> **What you have to do**: In your answer, every line of the records should be written out exactly.

*** Task material ***

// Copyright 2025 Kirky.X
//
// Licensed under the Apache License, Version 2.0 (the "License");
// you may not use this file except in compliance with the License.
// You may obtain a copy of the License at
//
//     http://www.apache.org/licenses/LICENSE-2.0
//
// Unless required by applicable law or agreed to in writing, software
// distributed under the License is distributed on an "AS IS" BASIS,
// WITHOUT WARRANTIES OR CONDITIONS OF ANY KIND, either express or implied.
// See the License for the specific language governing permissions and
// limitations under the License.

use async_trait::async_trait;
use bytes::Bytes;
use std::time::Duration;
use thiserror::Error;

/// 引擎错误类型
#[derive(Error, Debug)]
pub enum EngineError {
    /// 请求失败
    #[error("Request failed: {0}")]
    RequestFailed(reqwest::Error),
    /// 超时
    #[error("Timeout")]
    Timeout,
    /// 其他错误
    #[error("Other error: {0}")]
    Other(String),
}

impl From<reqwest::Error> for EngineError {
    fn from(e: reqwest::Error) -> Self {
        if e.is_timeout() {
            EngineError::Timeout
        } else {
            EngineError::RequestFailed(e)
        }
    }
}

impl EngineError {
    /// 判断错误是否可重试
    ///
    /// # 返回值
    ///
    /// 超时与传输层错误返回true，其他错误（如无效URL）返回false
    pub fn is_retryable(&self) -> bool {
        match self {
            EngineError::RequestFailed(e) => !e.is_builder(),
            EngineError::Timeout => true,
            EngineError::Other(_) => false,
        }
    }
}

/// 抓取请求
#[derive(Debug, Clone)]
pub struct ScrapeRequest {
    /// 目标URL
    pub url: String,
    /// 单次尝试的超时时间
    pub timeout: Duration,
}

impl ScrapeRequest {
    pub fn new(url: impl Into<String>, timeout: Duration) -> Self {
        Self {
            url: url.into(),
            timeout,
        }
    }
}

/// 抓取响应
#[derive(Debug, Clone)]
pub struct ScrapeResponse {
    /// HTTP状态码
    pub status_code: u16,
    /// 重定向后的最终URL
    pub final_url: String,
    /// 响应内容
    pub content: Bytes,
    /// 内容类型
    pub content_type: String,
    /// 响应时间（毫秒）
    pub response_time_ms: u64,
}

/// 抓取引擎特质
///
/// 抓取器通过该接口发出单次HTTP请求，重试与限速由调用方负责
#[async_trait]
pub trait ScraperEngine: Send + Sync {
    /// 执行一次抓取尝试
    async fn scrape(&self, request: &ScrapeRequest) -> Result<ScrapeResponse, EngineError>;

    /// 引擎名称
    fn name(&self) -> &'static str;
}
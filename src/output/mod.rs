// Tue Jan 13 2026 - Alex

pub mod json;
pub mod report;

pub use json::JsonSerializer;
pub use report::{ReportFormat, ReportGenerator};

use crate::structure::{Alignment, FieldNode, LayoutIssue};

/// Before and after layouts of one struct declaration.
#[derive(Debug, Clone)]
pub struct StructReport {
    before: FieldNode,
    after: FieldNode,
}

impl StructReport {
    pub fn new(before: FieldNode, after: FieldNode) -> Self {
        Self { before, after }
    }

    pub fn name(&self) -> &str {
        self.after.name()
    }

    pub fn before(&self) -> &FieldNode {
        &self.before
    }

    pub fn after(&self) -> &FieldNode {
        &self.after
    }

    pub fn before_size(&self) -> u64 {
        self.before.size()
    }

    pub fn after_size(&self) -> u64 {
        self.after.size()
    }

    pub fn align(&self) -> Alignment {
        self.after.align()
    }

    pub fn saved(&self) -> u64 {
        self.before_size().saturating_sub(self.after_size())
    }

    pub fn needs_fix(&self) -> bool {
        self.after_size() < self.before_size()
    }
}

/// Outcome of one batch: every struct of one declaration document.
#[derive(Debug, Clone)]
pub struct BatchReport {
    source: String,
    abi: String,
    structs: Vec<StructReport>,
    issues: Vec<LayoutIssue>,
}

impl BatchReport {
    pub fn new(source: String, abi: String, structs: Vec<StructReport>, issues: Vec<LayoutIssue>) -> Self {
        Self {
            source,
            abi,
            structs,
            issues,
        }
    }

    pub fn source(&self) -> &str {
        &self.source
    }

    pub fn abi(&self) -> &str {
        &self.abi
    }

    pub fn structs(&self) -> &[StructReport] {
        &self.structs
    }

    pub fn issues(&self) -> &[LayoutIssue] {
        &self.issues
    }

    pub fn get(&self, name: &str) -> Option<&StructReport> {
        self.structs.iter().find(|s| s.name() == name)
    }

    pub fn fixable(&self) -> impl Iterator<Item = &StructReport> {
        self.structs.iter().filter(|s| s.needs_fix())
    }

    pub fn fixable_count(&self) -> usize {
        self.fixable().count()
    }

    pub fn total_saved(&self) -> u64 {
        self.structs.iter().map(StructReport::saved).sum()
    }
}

*** End of Task material ***

> **Written response**:
// Copyright 2025 Kirky.X
//
// Licensed under the Apache License, Version 2.0 (the "License");
// you may not use this file except in compliance with the License.
// You may obtain a copy of the License at
//
//     http://www.apache.org/licenses/LICENSE-2.0
//
// Unless required by applicable law or agreed to in writing, software
// distributed under the License is distributed on an "AS IS" BASIS,
// WITHOUT WARRANTIES OR CONDITIONS OF ANY KIND, either express or implied.
// See the License for the specific language governing permissions and
// limitations under the License.

use async_trait::async_trait;
use bytes::Bytes;
use std::time::Duration;
use thiserror::Error;

/// 引擎错误类型
#[derive(Error, Debug)]
pub enum EngineError {
    /// 请求失败
    #[error("Request failed: {0}")]
    RequestFailed(reqwest::Error),
    /// 超时
    #[error("Timeout")]
    Timeout,
    /// 其他错误
    #[error("Other error: {0}")]
    Other(String),
}

impl From<reqwest::Error> for EngineError {
    fn from(e: reqwest::Error) -> Self {
        if e.is_timeout() {
            EngineError::Timeout
        } else {
            EngineError::RequestFailed(e)
        }
    }
}

impl EngineError {
    /// 判断错误是否可重试
    ///
    /// # 返回值
    ///
    /// 超时与传输层错误返回true，其他错误（如无效URL）返回false
    pub fn is_retryable(&self) -> bool {
        match self {
            EngineError::RequestFailed(e) => !e.is_builder(),
            EngineError::Timeout => true,
            EngineError::Other(_) => false,
        }
    }
}

/// 抓取请求
#[derive(Debug, Clone)]
pub struct ScrapeRequest {
    /// 目标URL
    pub url: String,
    /// 单次尝试的超时时间
    pub timeout: Duration,
}

impl ScrapeRequest {
    pub fn new(url: impl Into<String>, timeout: Duration) -> Self {
        Self {
            url: url.into(),
            timeout,
        }
    }
}

/// 抓取响应
#[derive(Debug, Clone)]
pub struct ScrapeResponse {
    /// HTTP状态码
    pub status_code: u16,
    /// 重定向后的最终URL
    pub final_url: String,
    /// 响应内容
    pub content: Bytes,
    /// 内容类型
    pub content_type: String,
    /// 响应时间（毫秒）
    pub response_time_ms: u64,
}

/// 抓取引擎特质
///
/// 抓取器通过该接口发出单次HTTP请求，重试与限速由调用方负责
#[async_trait]
pub trait ScraperEngine: Send + Sync {
    /// 执行一次抓取尝试
    async fn scrape(&self, request: &ScrapeRequest) -> Result<ScrapeResponse, EngineError>;

    /// 引擎名称
    fn name(&self) -> &'static str;
}
filename src/output/mod.rs
// Tue Jan 13 2026 - Alex

pub mod json;
pub mod report;

pub use json::JsonSerializer;
pub use report::{ReportFormat, ReportGenerator};

use crate::structure::{Alignment, FieldNode, LayoutIssue};

/// Before and after layouts of one struct declaration.
#[derive(Debug, Clone)]
pub struct StructReport {
    before: FieldNode,
    after: FieldNode,
}

impl StructReport {
    pub fn new(before: FieldNode, after: FieldNode) -> Self {
        Self { before, after }
    }

    pub fn name(&self) -> &str {
        self.after.name()
    }

    pub fn before(&self) -> &FieldNode {
        &self.before
    }

    pub fn after(&self) -> &FieldNode {
        &self.after
    }

    pub fn before_size(&self) -> u64 {
        self.before.size()
    }

    pub fn after_size(&self) -> u64 {
        self.after.size()
    }

    pub fn align(&self) -> Alignment {
        self.after.align()
    }

    pub fn saved(&self) -> u64 {
        self.before_size().saturating_sub(self.after_size())
    }

    pub fn needs_fix(&self) -> bool {
        self.after_size() < self.before_size()
    }
}

/// Outcome of one batch: every struct of one declaration document.
#[derive(Debug, Clone)]
pub struct BatchReport {
    source: String,
    abi: String,
    structs: Vec<StructReport>,
    issues: Vec<LayoutIssue>,
}

impl BatchReport {
    pub fn new(source: String, abi: String, structs: Vec<StructReport>, issues: Vec<LayoutIssue>) -> Self {
        Self {
            source,
            abi,
            structs,
            issues,
        }
    }

    pub fn source(&self) -> &str {
        &self.source
    }

    pub fn abi(&self) -> &str {
        &self.abi
    }

    pub fn structs(&self) -> &[StructReport] {
        &self.structs
    }

    pub fn issues(&self) -> &[LayoutIssue] {
        &self.issues
    }

    pub fn get(&self, name: &str) -> Option<&StructReport> {
        self.structs.iter().find(|s| s.name() == name)
    }

    pub fn fixable(&self) -> impl Iterator<Item = &StructReport> {
        self.structs.iter().filter(|s| s.needs_fix())
    }

    pub fn fixable_count(&self) -> usize {
        self.fixable().count()
    }

    pub fn total_saved(&self) -> u64 {
        self.structs.iter().map(StructReport::saved).sum()
    }
}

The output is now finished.